The goal of this project was to use natural language processing techniques to craft a topic model, delineating subtopics of discussion surrounding universal healthcare on twitter. I worked with twitter data gathered through python's tweet gathering package, twint to identify a list of 7 subtopics that are the main categories of conversation surrounding universal healthcare. After refining an interpretted topic model, I performed sentiment analysis on each of the topics from the topic model to analyse what subtopics might be more contentious and should be approached with more caution/analysis/thoughtfulness.

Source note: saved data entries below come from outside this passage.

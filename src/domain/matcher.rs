//! Decides whether an existing child is the node a path segment refers to.

use crate::domain::attributes::Attributes;

/// Attribute comparison applied once names already match.
#[derive(Debug, Clone, Copy, PartialEq, Eq, Default)]
pub enum MatchMode {
    /// Candidate attributes must equal the requested set, no extras.
    Exact,
    /// Requested attributes must be a subset of the candidate's.
    #[default]
    Partial,
}

impl MatchMode {
    /// Mode used for the last segment of a path: exact when attributes are requested.
    pub fn for_leaf(requested: &Attributes) -> Self {
        if requested.is_empty() {
            MatchMode::Partial
        } else {
            MatchMode::Exact
        }
    }

    pub fn matches(self, candidate: &Attributes, requested: &Attributes) -> bool {
        match self {
            MatchMode::Exact => candidate.same_set_as(requested),
            MatchMode::Partial => requested.is_subset_of(candidate),
        }
    }
}
//! Ordered attribute sets carried by document nodes.

use std::fmt;

use itertools::Itertools;

/// Attribute name used to tag each element of a field collection with its position.
pub const ORDER_ATTRIBUTE: &str = "order";

/// Insertion-ordered set of unique attribute keys with their values.
#[derive(Debug, Clone, Default, PartialEq, Eq)]
pub struct Attributes {
    entries: Vec<(String, String)>,
}

impl Attributes {
    pub fn new() -> Self {
        Self::default()
    }

    /// Single `order` attribute for the collection element at `index`.
    pub fn order(index: usize) -> Self {
        let mut attributes = Self::new();
        attributes.insert(ORDER_ATTRIBUTE, index.to_string());
        attributes
    }

    /// Insert or replace; a replaced key keeps its original position.
    pub fn insert(&mut self, key: impl Into<String>, value: impl Into<String>) {
        let key = key.into();
        let value = value.into();
        match self.entries.iter_mut().find(|(k, _)| *k == key) {
            Some(entry) => entry.1 = value,
            None => self.entries.push((key, value)),
        }
    }

    pub fn with(mut self, key: impl Into<String>, value: impl Into<String>) -> Self {
        self.insert(key, value);
        self
    }

    pub fn get(&self, key: &str) -> Option<&str> {
        self.entries
            .iter()
            .find(|(k, _)| k == key)
            .map(|(_, v)| v.as_str())
    }

    pub fn len(&self) -> usize {
        self.entries.len()
    }

    pub fn is_empty(&self) -> bool {
        self.entries.is_empty()
    }

    pub fn iter(&self) -> impl Iterator<Item = (&str, &str)> {
        self.entries.iter().map(|(k, v)| (k.as_str(), v.as_str()))
    }

    /// Every key of `self` is present in `other` with the same value.
    pub fn is_subset_of(&self, other: &Attributes) -> bool {
        self.iter().all(|(k, v)| other.get(k) == Some(v))
    }

    /// Same keys and values, ignoring insertion order.
    pub fn same_set_as(&self, other: &Attributes) -> bool {
        self.len() == other.len() && self.is_subset_of(other)
    }
}

impl<K, V> FromIterator<(K, V)> for Attributes
where
    K: Into<String>,
    V: Into<String>,
{
    fn from_iter<I: IntoIterator<Item = (K, V)>>(iter: I) -> Self {
        let mut attributes = Self::new();
        for (k, v) in iter {
            attributes.insert(k, v);
        }
        attributes
    }
}

impl fmt::Display for Attributes {
    fn fmt(&self, f: &mut fmt::Formatter<'_>) -> fmt::Result {
        write!(
            f,
            "{}",
            self.iter().map(|(k, v)| format!("{k}=\"{v}\"")).join(" ")
        )
    }
}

This project was designed according to a generic NLP workflow. One data was gathered, preprocessed, and further explored, it was vectorized and topic modeling was initiated, followed by sentiment analysis. The topic model have potential as a research outline for universal healthcare campaigns. Campaigns aiming to morph conversations surrounding universal healthcare, can use this topic model to initiate growing an understanding of hestitations against universal healthcare so they may better craft rebuttals against the hesitations.
The dataset contains 26,457 tweets. All the tweets were pulled using twint, a twitter data gathering python package. The search queries were "universal healthcare","affordable healthcare", and "healthcare", all of which were removed as stopwords before topic modeling.

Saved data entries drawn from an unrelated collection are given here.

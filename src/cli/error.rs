//! CLI-level errors (wraps infrastructure errors)

use thiserror::Error;

use crate::application::ApplicationError;
use crate::infrastructure::InfraError;

/// CLI errors are the top-level error type.
/// These are what get displayed to the user.
#[derive(Error, Debug)]
pub enum CliError {
    #[error("{0}")]
    Infra(#[from] InfraError),

    #[error("invalid arguments: {0}")]
    InvalidArgs(String),

    #[error("{0}")]
    Usage(String),

    #[error("{failed} of {total} documents failed to build")]
    BatchFailed { failed: usize, total: usize },
}

impl From<ApplicationError> for CliError {
    fn from(e: ApplicationError) -> Self {
        CliError::Infra(InfraError::Application(e))
    }
}

/// Result type for CLI operations.
pub type CliResult<T> = Result<T, CliError>;

impl CliError {
    /// Get the appropriate exit code for this error.
    pub fn exit_code(&self) -> i32 {
        match self {
            CliError::InvalidArgs(_) | CliError::Usage(_) => crate::exitcode::USAGE,
            CliError::BatchFailed { .. } => crate::exitcode::DATAERR,
            CliError::Infra(e) => match e {
                InfraError::Io { .. } => crate::exitcode::IOERR,
                InfraError::Application(app) => match app {
                    ApplicationError::Domain(_)
                    | ApplicationError::InFile { .. }
                    | ApplicationError::Schema { .. }
                    | ApplicationError::Values { .. }
                    | ApplicationError::Render { .. } => crate::exitcode::DATAERR,
                    ApplicationError::Config { .. } => crate::exitcode::CONFIG,
                    ApplicationError::OperationFailed { .. } => crate::exitcode::IOERR,
                },
            },
        }
    }
}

- This Notebook contains code for pulling data using twint.
- This Notebook contains code for data cleaning.
- This Notebook contains code for Topic Modeling.

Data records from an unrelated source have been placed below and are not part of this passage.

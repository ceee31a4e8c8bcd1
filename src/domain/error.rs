//! Domain-level errors (no external dependencies)

use thiserror::Error;

/// Domain errors represent configuration defects or malformed submission data.
/// Every variant is fatal for the build that raised it.
#[derive(Error, Debug, Clone, PartialEq, Eq)]
pub enum DomainError {
    #[error("malformed path expression '{path}': {reason}")]
    MalformedPath { path: String, reason: String },

    #[error("unknown mapping group: {0}")]
    UnknownMappingGroup(String),

    #[error("duplicate mapping group: {0}")]
    DuplicateMappingGroup(String),

    #[error("cannot resolve node '{segment}' below '{consumed}': {reason}")]
    PathResolution {
        segment: String,
        consumed: String,
        reason: String,
    },

    #[error("invalid state for node '{node}': {reason}")]
    InvalidNodeState { node: String, reason: String },

    #[error("unsupported value for field '{field}': found {found}")]
    InvalidFieldValue { field: String, found: String },
}

/// Result type for domain operations.
pub type DomainResult<T> = Result<T, DomainError>;
//! Day-file enumeration shared by the readers.

use std::path::{Path, PathBuf};

use chrono::{DateTime, Datelike, Utc};

use crate::error::Result;

/// One day file discovered under a product directory.
#[derive(Debug, Clone)]
pub(crate) struct DayFile {
    pub yyyymmdd: u32,
    pub path: PathBuf,
}

/// Parses an 8-digit `YYYYMMDD` filename stem.
pub(crate) fn parse_yyyymmdd(stem: &str) -> Option<u32> {
    if stem.len() != 8 || !stem.bytes().all(|b| b.is_ascii_digit()) {
        return None;
    }
    stem.parse().ok()
}

/// Lists `<dir>/<YYYYMMDD>.<ext>` files inside the inclusive date range,
/// sorted ascending by date. A missing directory yields an empty list.
pub(crate) fn list_day_files(
    dir: &Path,
    ext: &str,
    date_from: u32,
    date_to: u32,
) -> Result<Vec<DayFile>> {
    let mut files = Vec::new();
    if !dir.exists() {
        return Ok(files);
    }

    for entry in std::fs::read_dir(dir)? {
        let entry = entry?;
        let path = entry.path();
        if !path.is_file() {
            continue;
        }
        if path.extension().and_then(|e| e.to_str()) != Some(ext) {
            continue;
        }
        let Some(date) = path
            .file_stem()
            .and_then(|s| s.to_str())
            .and_then(parse_yyyymmdd)
        else {
            continue;
        };
        if date < date_from || date > date_to {
            continue;
        }
        files.push(DayFile { yyyymmdd: date, path });
    }
    files.sort_by_key(|f| f.yyyymmdd);
    Ok(files)
}

/// Floors hour-granularity epoch seconds to the containing UTC day.
#[inline]
pub(crate) fn day_from_hour(hour_s: u64) -> u64 {
    hour_s - (hour_s % 86_400)
}

/// Formats UTC day-start epoch seconds as a `YYYYMMDD` integer.
pub(crate) fn yyyymmdd_from_day(day_s: u64) -> Option<u32> {
    let dt: DateTime<Utc> = DateTime::from_timestamp(day_s as i64, 0)?;
    Some(dt.year() as u32 * 10_000 + dt.month() * 100 + dt.day())
}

- This Notebook contains code for whole data sentiment analysis.
- This Notebook contains code for sentiment analysis by topic.
Data Preprocessing
- Cleaning out all URLs and emojis from tweets//formatting (lowercasing, etc.)
- Using spaCy to remove stopwords while tokenizing
- Lemmatizing tweets
Vectorization & Topic Modeling
- Document term matrix with tfidf vectorizer
- Fitting NMF model with 5 components
- Interpretting 5 topics The topic modeling portion involved iteratively testing various numbers of components and deciding on 5 according to highest coherence in most frequent words in each topic, and some subjective interpretability comparisons.
Final Topics Yielded from Topic Model
- Political
- Human Rights
- Quality of Life
- Infrastrucutre
- Comparisons to other countries
- Public Services
- Accessibility
Sentiment Analysis
- Sentiment analysis on whole dataset
- Sentiment analysis by topic
Every topic had a higher percentage of tweets labelled as "positive". Though sentiment analysis is still a fairly flawed process, ranking the percentages within each topic might help to guide further exploration.
Most to Least Positive sentimented:
- Quality of Life
- Public Service/Accessibility
- Infrastructure
- Political/Human Rights
- Comparisons to other countries
Most to Least Negative sentimented:
- Political/Human Rights
- Comparisons to other countries
- Infrastructure
- Public Service/Accessibility
- Quality of Life
- pandas
- twint for data gathering
- spacy for text preprocessing
- sklearn for topic modeling
- sklearn sentiment vader
There are slides accompanying the notebooks of code that outline the process/workflow of the entire project.